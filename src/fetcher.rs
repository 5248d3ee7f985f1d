use std::time::Duration;

use async_trait::async_trait;
use wallpaper_provider_interface::WallpaperEntry;

use crate::config::ProviderConfig;
use crate::error::FetchError;
use crate::mapping::entry_from_feed_image;
use crate::types::FeedResponse;

/// Remote supplier of wallpaper entries.
#[async_trait]
pub trait WallpaperSource: Send + Sync {
    async fn fetch(&self) -> Result<Vec<WallpaperEntry>, FetchError>;
}

/// Fetches the daily image list from the Bing image archive.
pub struct BingFetcher {
    client: reqwest::Client,
    feed_url: url::Url,
    origin: String,
}

impl BingFetcher {
    pub fn new(cfg: &ProviderConfig) -> anyhow::Result<Self> {
        let mut builder = reqwest::Client::builder().user_agent(cfg.user_agent.clone());
        if let Some(secs) = cfg.request_timeout_secs {
            builder = builder.timeout(Duration::from_secs(secs));
        }
        Ok(Self { client: builder.build()?, feed_url: cfg.feed_url()?, origin: cfg.origin.clone() })
    }

    pub fn feed_url(&self) -> &url::Url { &self.feed_url }
}

#[async_trait]
impl WallpaperSource for BingFetcher {
    async fn fetch(&self) -> Result<Vec<WallpaperEntry>, FetchError> {
        let resp = self.client.get(self.feed_url.clone()).send().await?;
        let status = resp.status();
        if !status.is_success() {
            return Err(FetchError::Status(status.as_u16()));
        }
        let body = resp.text().await?;
        let entries = parse_feed(&body, &self.origin)?;
        tracing::info!(count = entries.len(), "fetched remote wallpapers");
        Ok(entries)
    }
}

/// All-or-nothing: one malformed image fails the whole feed.
pub fn parse_feed(body: &str, origin: &str) -> Result<Vec<WallpaperEntry>, FetchError> {
    let feed: FeedResponse = serde_json::from_str(body).map_err(|e| FetchError::Parse(e.to_string()))?;
    Ok(feed
        .images
        .into_iter()
        .enumerate()
        .map(|(i, img)| {
            let entry = entry_from_feed_image(i, origin, img);
            tracing::debug!(title = %entry.title, "added remote wallpaper");
            entry
        })
        .collect())
}

#[cfg(test)]
mod tests {
    use super::*;
    use tokio::io::{AsyncReadExt, AsyncWriteExt};

    const ORIGIN: &str = "https://www.bing.com";

    const FEED: &str = r#"{"images":[
        {"url":"/th?id=OHR.One.jpg","title":"One","copyright":"A (c) B","hsh":"x"},
        {"url":"/th?id=OHR.Two.jpg","title":"Two","copyright":"C"}
    ],"tooltips":{}}"#;

    #[test]
    fn parses_every_image_in_order() {
        let entries = parse_feed(FEED, ORIGIN).unwrap();
        let ids: Vec<_> = entries.iter().map(|e| e.id.as_str()).collect();
        assert_eq!(ids, vec!["bing_0", "bing_1"]);
        assert_eq!(entries[1].image_url, "https://www.bing.com/th?id=OHR.Two.jpg");
        assert_eq!(entries[0].description, "Bing - A (c) B");
    }

    #[test]
    fn missing_field_fails_whole_feed() {
        let body = r#"{"images":[{"url":"/a.jpg","title":"ok","copyright":"c"},{"url":"/b.jpg","title":"no copyright"}]}"#;
        assert!(matches!(parse_feed(body, ORIGIN), Err(FetchError::Parse(_))));
    }

    #[test]
    fn wrong_type_and_missing_images_fail() {
        assert!(parse_feed(r#"{"images":[{"url":1,"title":"t","copyright":"c"}]}"#, ORIGIN).is_err());
        assert!(parse_feed(r#"{"other":[]}"#, ORIGIN).is_err());
        assert!(parse_feed("not json", ORIGIN).is_err());
    }

    #[test]
    fn empty_image_list_is_ok() {
        assert!(parse_feed(r#"{"images":[]}"#, ORIGIN).unwrap().is_empty());
    }

    // Serves a single canned HTTP response and returns the endpoint URL.
    async fn serve_once(status_line: &'static str, body: &'static str) -> String {
        let listener = tokio::net::TcpListener::bind("127.0.0.1:0").await.unwrap();
        let addr = listener.local_addr().unwrap();
        tokio::spawn(async move {
            let (mut sock, _) = listener.accept().await.unwrap();
            let mut buf = [0u8; 4096];
            let _ = sock.read(&mut buf).await;
            let resp = format!(
                "HTTP/1.1 {}\r\nContent-Type: application/json\r\nContent-Length: {}\r\nConnection: close\r\n\r\n{}",
                status_line,
                body.len(),
                body
            );
            let _ = sock.write_all(resp.as_bytes()).await;
            let _ = sock.shutdown().await;
        });
        format!("http://{}/HPImageArchive.aspx", addr)
    }

    fn fetcher_for(endpoint: String) -> BingFetcher {
        let cfg = ProviderConfig { endpoint, ..ProviderConfig::default() };
        BingFetcher::new(&cfg).unwrap()
    }

    #[tokio::test]
    async fn fetch_maps_successful_response() {
        let endpoint = serve_once("200 OK", FEED).await;
        let entries = fetcher_for(endpoint).fetch().await.unwrap();
        assert_eq!(entries.len(), 2);
        assert_eq!(entries[0].title, "One");
    }

    #[tokio::test]
    async fn fetch_rejects_non_success_status() {
        let endpoint = serve_once("503 Service Unavailable", "{}").await;
        let err = fetcher_for(endpoint).fetch().await.unwrap_err();
        assert!(matches!(err, FetchError::Status(503)));
    }

    #[test]
    fn feed_url_carries_market_and_count() {
        let f = fetcher_for("https://example.test/feed".into());
        assert_eq!(f.feed_url().as_str(), "https://example.test/feed?format=js&idx=0&n=8&mkt=en-US");
    }
}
__________________________________________________
Please write out, exactly as they appear, the lines from the one containing "assert!(matches!(err, FetchError::Status(503)));" through the last line of the records above, and nothing more.

        assert!(matches!(err, FetchError::Status(503)));
    }

    #[test]
    fn feed_url_carries_market_and_count() {
        let f = fetcher_for("https://example.test/feed".into());
        assert_eq!(f.feed_url().as_str(), "https://example.test/feed?format=js&idx=0&n=8&mkt=en-US");
    }
}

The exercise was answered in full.